Having a creditor send you a new card doesn't result in your account being closed, so such an event shouldn't impact your FICO scores.
And, the only real way that could adversely impact your credit scores is by increasing your utilization. If your Discover card had a high limit (a large portion of your overall limits) and you had balances on other cards that were significant, losing your Discover limit would lower your overall limits while your balances still remained the same, thus possibly increasing utilization across a threshold.
I have similar scores... Same thing happend to me a couple months ago. It went way down, then way back up. Down again and I have no idea why. Nothing has changed. No high utilization. I'm perplexed.
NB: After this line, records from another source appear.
impl JqlToolContext {
    pub fn new(api: Arc<dyn JiraApi>, config: &JiraConfig) -> Self {
        Self {
            api,
            project_category: config.project_category.clone().filter(|c| !c.trim().is_empty()),
            excluded_keys: config.excluded_project_keys.clone(),
            ranker: None,
            today: None,
        }
    }

    /// Re-rank project candidates with an LLM sub-call.
    pub fn with_ranker(mut self, ranker: Arc<dyn Ranker>) -> Self {
        self.ranker = Some(ranker);
        self
    }

    /// Pin "today" for relative dates.
    pub fn with_today(mut self, today: NaiveDate) -> Self {
        self.today = Some(today);
        self
    }

    /// Build the JQL tool registry.
    pub fn into_registry(self) -> Result<ToolRegistry, ToolError> {
        let ctx = Arc::new(self);
        let mut registry = ToolRegistry::new();

        registry.register(think_tool())?;
        registry.register(tool(
            &ctx,
            "parse_jira_date",
            "Convert a date expression into a Jira date YYYY-MM-DD. Accepts keywords \
             ('today', 'yesterday', 'this/last week|month|quarter|year'), shorthands ('-3d', \
             '-2w', '-1m', '-1q', '-1y'), durations ('past 2 quarters', 'updated 3 weeks ago'; \
             week=7, month=30, quarter=90, year=365 days) and absolute dates ('2025-07-01', \
             'July 1, 2025'). Use the returned date verbatim in the JQL.",
            json!({
                "type": "object",
                "properties": {
                    "input_str": {"type": "string", "description": "The date expression."}
                },
                "required": ["input_str"]
            }),
            |ctx, args| async move { ctx.parse_date(&args) },
        ))?;
        registry.register(tool(
            &ctx,
            "resolve_project_name",
            "Resolve a human-friendly project name to Jira project keys. Returns up to 5 \
             matches {key, name, score}, best first.",
            json!({
                "type": "object",
                "properties": {
                    "human_input": {"type": "string", "description": "Project name as the user wrote it."}
                },
                "required": ["human_input"]
            }),
            |ctx, args| async move { ctx.resolve_project_name(&args).await },
        ))?;
        registry.register(tool(
            &ctx,
            "list_issue_type_statuses",
            "List the issue types of one project and the statuses each type can have.",
            json!({
                "type": "object",
                "properties": {
                    "project_key": {"type": "string", "description": "Jira project key, e.g. 'MOB'."}
                },
                "required": ["project_key"]
            }),
            |ctx, args| async move { ctx.list_issue_type_statuses(&args).await },
        ))?;
        registry.register(tool(
            &ctx,
            "resolve_types_and_statuses",
            "Available issue types and statuses across projects. Pass one project_key, a list \
             of project_names, or nothing for all projects.",
            json!({
                "type": "object",
                "properties": {
                    "project_key": {"type": ["string", "null"]},
                    "project_names": {"type": ["array", "string", "null"], "items": {"type": "string"}}
                }
            }),
            |ctx, args| async move { ctx.resolve_types_and_statuses(&args).await },
        ))?;
        registry.register(tool(
            &ctx,
            "list_priorities",
            "List the priority names defined in Jira.",
            json!({"type": "object", "properties": {}}),
            |ctx, _args| async move { ctx.list_priorities().await },
        ))?;
        registry.register(tool(
            &ctx,
            "check_jql",
            "Validate a JQL query against Jira and return an approximate issue count. \
             Always call this before giving the final answer.",
            json!({
                "type": "object",
                "properties": {
                    "jql": {"type": "string", "description": "The complete JQL query."}
                },
                "required": ["jql"]
            }),
            |ctx, args| async move { ctx.check_jql(&args).await },
        ))?;

        Ok(registry)
    }

    // ─── Handlers ────────────────────────────────────────────────────────

    fn parse_date(&self, args: &Value) -> Result<Value, ToolError> {
        let input = required_str(args, "input_str")?;
        let today = self.today.unwrap_or_else(dates::today_utc);
        let resolved = dates::resolve(input, today).map_err(|e| ToolError::execution(e.to_string()))?;
        Ok(json!({"input": input, "date": resolved.iso_date()}))
    }

    async fn resolve_project_name(&self, args: &Value) -> Result<Value, ToolError> {
        let query = required_str(args, "human_input")?;
        let projects = self
            .visible_projects()
            .await
            .map_err(|e| ToolError::execution(format!("Failed to fetch Jira projects: {e}")))?;

        if projects.is_empty() {
            return Err(ToolError::execution(match self.project_category {
                Some(ref category) => format!("No projects found in category '{category}'."),
                None => "No Jira projects are visible to this account.".to_string(),
            }));
        }

        let mut scored: Vec<(f64, ProjectRef)> = projects
            .into_iter()
            .map(|p| (pre_score(query, &p.name).max(pre_score(query, &p.key)), p))
            .collect();
        scored.sort_by(|a, b| b.0.total_cmp(&a.0).then_with(|| a.1.name.cmp(&b.1.name)));

        let ranked = match self.ranker {
            Some(ref ranker) => {
                scored.truncate(RANKER_SHORTLIST);
                rank_projects(ranker.as_ref(), query, &scored).await
            }
            None => None,
        };
        let chosen = ranked.unwrap_or_else(|| {
            scored
                .into_iter()
                .filter(|(score, _)| *score >= MIN_PROJECT_SCORE)
                .collect()
        });

        let matches: Vec<Value> = chosen
            .into_iter()
            .take(MAX_PROJECT_MATCHES)
            .map(|(score, p)| json!({"key": p.key, "name": p.name, "score": score}))
            .collect();
        tracing::debug!(query, matches = matches.len(), "resolved project name");
        Ok(json!({"query": query, "matches": matches}))
    }

    async fn list_issue_type_statuses(&self, args: &Value) -> Result<Value, ToolError> {
        let key = required_str(args, "project_key")?.trim().to_uppercase();
        match Lookup::from_result(self.api.project_statuses(&key).await) {
            Lookup::Transient(e) => Err(ToolError::execution(format!(
                "Failed to retrieve issue-type statuses for project '{key}': {e}"
            ))),
            lookup => Ok(lookup.to_payload("issue_types", json!({"project_key": key}))),
        }
    }

    async fn resolve_types_and_statuses(&self, args: &Value) -> Result<Value, ToolError> {
        let keys = self
            .resolve_keys(optional_str(args, "project_key"), &optional_str_list(args, "project_names"))
            .await
            .map_err(|e| ToolError::execution(format!("Failed to fetch Jira projects: {e}")))?;
        if keys.is_empty() {
            return Err(ToolError::execution("Could not resolve any project keys."));
        }

        let per_project = try_join_all(keys.iter().map(|k| self.api.project_statuses(k)))
            .await
            .map_err(|e| ToolError::execution(format!("Failed to retrieve issue types: {e}")))?;

        let mut issue_types = BTreeSet::new();
        let mut statuses = BTreeSet::new();
        let mut unknown = Vec::new();
        for (key, found) in keys.iter().zip(per_project) {
            match found {
                Some(types) => {
                    for t in types {
                        statuses.extend(t.statuses);
                        issue_types.insert(t.issue_type);
                    }
                }
                None => unknown.push(key.clone()),
            }
        }

        let mut payload = json!({
            "project_keys": keys,
            "available_issue_types": issue_types,
            "available_statuses": statuses,
        });
        if !unknown.is_empty() {
            payload["unknown_project_keys"] = json!(unknown);
        }
        Ok(payload)
    }

    async fn list_priorities(&self) -> Result<Value, ToolError> {
        let priorities = self
            .api
            .list_priorities()
            .await
            .map_err(|e| ToolError::execution(format!("Failed to fetch Jira priorities: {e}")))?;
        Ok(json!({"priorities": priorities}))
    }

    async fn check_jql(&self, args: &Value) -> Result<Value, ToolError> {
        let jql = required_str(args, "jql")?.trim();
        match self.api.approximate_count(jql).await {
            Ok(count) => {
                let mut payload = json!({"jql": jql, "valid": true, "approximate_count": count});
                if count == 0 {
                    payload["note"] =
                        json!("The query is valid but matches no issues; consider relaxing filters.");
                }
                Ok(payload)
            }
            Err(JiraError::Api { status, message }) if (400..500).contains(&status) => {
                tracing::info!(status, error = %message, "Jira rejected JQL");
                Ok(json!({"jql": jql, "valid": false, "error": message}))
            }
            Err(e) => Err(ToolError::execution(format!("Could not validate JQL: {e}"))),
        }
    }

    // ─── Helpers ─────────────────────────────────────────────────────────

    /// Projects after applying the category filter and excluded keys.
    async fn visible_projects(&self) -> Result<Vec<ProjectRef>, JiraError> {
        let projects = self.api.list_projects().await?;
        Ok(projects
            .into_iter()
            .filter(|p| !self.excluded_keys.iter().any(|k| k.eq_ignore_ascii_case(&p.key)))
            .filter(|p| match self.project_category {
                Some(ref wanted) => p
                    .category
                    .as_deref()
                    .is_some_and(|c| c.eq_ignore_ascii_case(wanted)),
                None => true,
            })
            .collect())
    }

    async fn resolve_keys(&self, key: Option<&str>, names: &[String]) -> Result<Vec<String>, JiraError> {
        if let Some(key) = key {
            return Ok(vec![key.to_uppercase()]);
        }
        let projects = self.visible_projects().await?;
        if names.is_empty() {
            return Ok(projects.into_iter().map(|p| p.key).collect());
        }
        let mut keys: Vec<String> = Vec::new();
        for name in names {
            let hit = projects
                .iter()
                .find(|p| p.name.eq_ignore_ascii_case(name) || p.key.eq_ignore_ascii_case(name));
            if let Some(p) = hit {
                if !keys.contains(&p.key) {
                    keys.push(p.key.clone());
                }
            }
        }
        Ok(keys)
    }
}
@Anonymous wrote:Having a creditor send you a new card doesn't result in your account being closed, so such an event shouldn't impact your FICO scores.
And, the only real way that could adversely impact your credit scores is by increasing your utilization. If your Discover card had a high limit (a large portion of your overall limits) and you had balances on other cards that were significant, losing your Discover limit would lower your overall limits while your balances still remained the same, thus possibly increasing utilization across a threshold.
+1.....
Discover removed my tradeline completely that had fraud, and reinserted it with new number etc...same history though, so she could have temporarily lost that TL/util cushion which in turn would lower her scores for a bit, unitl they reinsert the TL again.
@pizza1 wrote:
@Anonymous wrote:Having a creditor send you a new card doesn't result in your account being closed, so such an event shouldn't impact your FICO scores.
And, the only real way that could adversely impact your credit scores is by increasing your utilization. If your Discover card had a high limit (a large portion of your overall limits) and you had balances on other cards that were significant, losing your Discover limit would lower your overall limits while your balances still remained the same, thus possibly increasing utilization across a threshold.
+1.....
Discover removed my tradeline completely that had fraud, and reinserted it with new number etc...same history though, so she could have temporarily lost that TL/util cushion which in turn would lower her scores for a bit, unitl they reinsert the TL again.
That's what I was thinking happened, pizza1(except I thought the change in score was due to a change in AAoA but utilization makes more sense)and the reason why it is no longer reporting on CreditKarma. I hope my scores will rebound once the tradeline is re-introduced onto my credit report. Why is it that CCC take the tradeline completely off CR's when fraud has occured? I guess I'm assuming all companies do this. Do they? and why?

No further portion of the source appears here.